Sometimes I tell myself that I would be better off talking to a therapist about the things going through my head. But then I tell myself that I already know what the therapist would say. It is not that I need to talk things out, I just need other things to fall into place.
This past week, I have been going through a lot of issues that seem all be weighing me down — jealousy issues, frustration issues, disappointment issues, anger issues, fear issues, etc…major reality check, in what seems like, all areas of my life. These issues are taking the forefront in my mind, and it is really bringing me down. It isn’t just related to Hannah’s condition, although it is a good-sized portion of it. It seems to encompass so many different areas in my life. Much of it also sprouts from our financial instability at this time.
I don’t do the “why me” thing. It is more of the “I just don’t get why it is that…” thing. Similar, probably. But not exactly…at least in my mind.

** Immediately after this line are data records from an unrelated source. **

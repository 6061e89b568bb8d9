//! Per-dispatch completion token

use crate::connectable::Consumer;
use std::fmt;
use std::sync::atomic::{AtomicBool, Ordering};
use std::sync::{Arc, Mutex, PoisonError, Weak};

/// Handed to an effect handler for one dispatched effect.
///
/// Moves only forward: active, then ended. `send()` forwards outputs while
/// active and is a no-op afterwards; `end()` is idempotent. Dropping every
/// clone without calling `end()` ends the callback implicitly, so the
/// completion hook always runs exactly once.
pub struct EffectCallback<O> {
    state: Arc<CallbackState<O>>,
}

struct CallbackState<O> {
    ended: AtomicBool,
    output: Consumer<O>,
    on_end: Mutex<Option<Box<dyn FnOnce() + Send>>>,
}

impl<O> CallbackState<O> {
    fn finish(&self) {
        if self.ended.swap(true, Ordering::AcqRel) {
            return;
        }
        let on_end = self
            .on_end
            .lock()
            .unwrap_or_else(PoisonError::into_inner)
            .take();
        if let Some(on_end) = on_end {
            on_end();
        }
    }
}

impl<O> Drop for CallbackState<O> {
    fn drop(&mut self) {
        // Abandoned without an explicit end()
        self.finish();
    }
}

impl<O> EffectCallback<O> {
    pub fn new(output: Consumer<O>, on_end: impl FnOnce() + Send + 'static) -> Self {
        Self {
            state: Arc::new(CallbackState {
                ended: AtomicBool::new(false),
                output,
                on_end: Mutex::new(Some(Box::new(on_end))),
            }),
        }
    }

    /// Forward an output, unless the callback has ended.
    pub fn send(&self, output: O) {
        if self.state.ended.load(Ordering::Acquire) {
            return;
        }
        (self.state.output)(output);
    }

    pub fn end(&self) {
        self.state.finish();
    }

    /// Send every output, then end.
    pub fn end_with(&self, outputs: impl IntoIterator<Item = O>) {
        for output in outputs {
            self.send(output);
        }
        self.end();
    }

    pub fn is_ended(&self) -> bool {
        self.state.ended.load(Ordering::Acquire)
    }

    pub(crate) fn downgrade(&self) -> WeakEffectCallback<O> {
        WeakEffectCallback {
            state: Arc::downgrade(&self.state),
        }
    }
}

impl<O> Clone for EffectCallback<O> {
    fn clone(&self) -> Self {
        Self {
            state: Arc::clone(&self.state),
        }
    }
}

impl<O> fmt::Debug for EffectCallback<O> {
    fn fmt(&self, f: &mut fmt::Formatter<'_>) -> fmt::Result {
        f.debug_struct("EffectCallback")
            .field("ended", &self.is_ended())
            .finish()
    }
}

/// Non-owning reference, so tracking a callback never keeps it from being
/// abandoned.
pub(crate) struct WeakEffectCallback<O> {
    state: Weak<CallbackState<O>>,
}

impl<O> WeakEffectCallback<O> {
    pub(crate) fn upgrade(&self) -> Option<EffectCallback<O>> {
        self.state.upgrade().map(|state| EffectCallback { state })
    }

    /// A callback that no longer exists has ended.
    ///
    /// May run the completion hook if the temporary upgrade turns out to be
    /// the last reference; never call this while holding a lock the hook takes.
    pub(crate) fn is_ended(&self) -> bool {
        self.upgrade().is_none_or(|callback| callback.is_ended())
    }
}

impl<O> Clone for WeakEffectCallback<O> {
    fn clone(&self) -> Self {
        Self {
            state: Weak::clone(&self.state),
        }
    }
}
use crate::P2;

pub(crate) fn is_finite(point: &P2) -> bool {
    point.x.is_finite() && point.y.is_finite()
}
use crate::P2;

/// Coordinate axis a tree node splits on.
#[derive(Clone, Copy, Debug, PartialEq, Eq, Hash)]
#[cfg_attr(feature = "serde", derive(serde::Serialize, serde::Deserialize))]
pub enum Axis {
    X,
    Y,
}

impl Axis {
    /// Splitting axis for a node at the given depth, alternating from x at the root
    pub fn from_depth(depth: usize) -> Self {
        if depth % 2 == 0 {
            Self::X
        } else {
            Self::Y
        }
    }

    /// Project a point onto this axis
    pub fn coord(self, point: &P2) -> f64 {
        match self {
            Self::X => point.x,
            Self::Y => point.y,
        }
    }
}
use agen::error::Error;
use agen::media::MediaStore;
use agen::poll::PollSchedule;
use agen::providers::gemini::{
  IMAGE_MODEL_FLASH, IMAGE_MODEL_PRO,
  VIDEO_MODEL_FAST, VIDEO_MODEL_FULL,
  TEXT_MODEL, TTS_MODEL, TTS_VOICE
};
use agen::providers::{
  GenerationBackend, MediaPayload, VideoJob, VideoJobStatus
};
use agen::request::GenerationOptions;
use agen::router::{
  Router,
  CREATIVE_SYSTEM_INSTRUCTION,
  SCRIPT_WRITER_SYSTEM_INSTRUCTION
};

/// One recorded backend call
#[derive(Debug, Clone, PartialEq)]
enum Call
{   Text
    {   model: String
      , system: String
      , prompt: String
    }
  , Image
    {   model: String
      , aspect_ratio: String
      , count: u32
    }
  , StartVideo
    {   model: String
    }
  , PollVideo
  , Speech
    {   model: String
      , voice: String
    }
}

/// Stub backend recording every call it receives
#[derive(Clone)]
struct StubBackend
{   calls: Arc<Mutex<Vec<Call>>>
  , text_result: Result<String, Error>
  , image_result: Result<Vec<MediaPayload>, Error>
  , speech_result: Result<MediaPayload, Error>
  , // Drained front-to-back; empty means still pending
    video_statuses: Arc<Mutex<Vec<VideoJobStatus>>>
}

impl StubBackend
{   fn ok() -> Self
    {   StubBackend
        {   calls: Arc::new(Mutex::new(vec![]))
          , text_result: Ok("generated text".to_string())
          , image_result: Ok(vec![
              MediaPayload
              {   mime_type: "image/png".to_string()
                , data: vec![0x89, 0x50, 0x4e, 0x47]
              }
            ])
          , speech_result: Ok(MediaPayload
            {   mime_type:
                  "audio/L16;codec=pcm;rate=24000"
                    .to_string()
              , data: vec![0, 1, 2, 3]
            })
          , video_statuses: Arc::new(Mutex::new(vec![
              VideoJobStatus::Complete(
                "https://example.com/out.mp4".to_string()
              )
            ]))
        }
    }

    fn recorded(&self) -> Vec<Call>
    {   self.calls.lock().unwrap().clone()
    }
}

#[async_trait]
impl GenerationBackend for StubBackend
{   async fn complete_text(
      &self
    , model: &str
    , system_instruction: &str
    , prompt: &str
    ) -> Result<String, Error>
    {   self.calls.lock().unwrap().push(Call::Text
        {   model: model.to_string()
          , system: system_instruction.to_string()
          , prompt: prompt.to_string()
        });
        self.text_result.clone()
    }

    async fn synthesize_image(
      &self
    , model: &str
    , _prompt: &str
    , aspect_ratio: &str
    , count: u32
    ) -> Result<Vec<MediaPayload>, Error>
    {   self.calls.lock().unwrap().push(Call::Image
        {   model: model.to_string()
          , aspect_ratio: aspect_ratio.to_string()
          , count
        });
        self.image_result.clone()
    }

    async fn start_video_job(
      &self
    , model: &str
    , _prompt: &str
    , _aspect_ratio: Option<&str>
    ) -> Result<VideoJob, Error>
    {   self.calls.lock().unwrap().push(Call::StartVideo
        {   model: model.to_string()
        });
        Ok(VideoJob
        {   operation: "operations/stub-job".to_string()
        })
    }

    async fn poll_video_job(
      &self
    , _job: &VideoJob
    ) -> Result<VideoJobStatus, Error>
    {   self.calls.lock().unwrap().push(Call::PollVideo);
        let mut statuses
          = self.video_statuses.lock().unwrap();
        if statuses.is_empty()
        {   Ok(VideoJobStatus::Pending)
        } else
        {   Ok(statuses.remove(0))
        }
    }

    async fn synthesize_speech(
      &self
    , model: &str
    , voice: &str
    , _utterance: &str
    ) -> Result<MediaPayload, Error>
    {   self.calls.lock().unwrap().push(Call::Speech
        {   model: model.to_string()
          , voice: voice.to_string()
        });
        self.speech_result.clone()
    }
}

fn fast_schedule() -> PollSchedule
{   PollSchedule::from_config(&agen::config::PollConfig
    {   initial_interval_ms: 1
      , backoff_multiplier: 1.0
      , max_interval_ms: 2
      , max_wait_secs: 5
    })
}

fn router_in(
  dir: &std::path::Path
, stub: StubBackend
) -> Router<StubBackend>
{   Router::new(
      stub,
      MediaStore::new(dir.to_path_buf()),
      fast_schedule()
    )
}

Admittedly, I am just not a happy person these days. Heck, I have not been a happy person for most of 2010. There are certain things that I hope that once Daddy finds a job and we have an income that is more than our expenses that other things will come into a better light. There are also certain things I know that I will never understand “why” or “how come.”
I’m in my early 40s now, and my life is passing me by. I want to start to have fun again. I want to want to feel like a woman again (because right now, I am last on my list). I want to have some freedom to do the things that I love to do – scrapbooking, theatre, going to events. I want to have a job that I am truly passionate about and love to do, not one that I have to accept because we need the money. I want to have some sense of normalcy in my life. I want to not dwell and get depressed on why certain people are the way they are.
I want to be a better mom, better wife, better friend…a better me.
I want to be happy again.
I keep telling myself I need to “get over it” and move forward. But I feel hopelessly stuck — There are just too many things I need to work on. I feel like there are just too many strikes against me — some I brought on myself, some brought on from the outside. I know better too — but it is almost as if there are too many things to try and change that I don’t know where to start, so I do nothing.
I need life to cut me a break and give me some hope. Give me some good news that will help get our family back on track. Something that feels as if we are going in a positive direction finally.
I just need some help getting those first steps taken so I can move forward.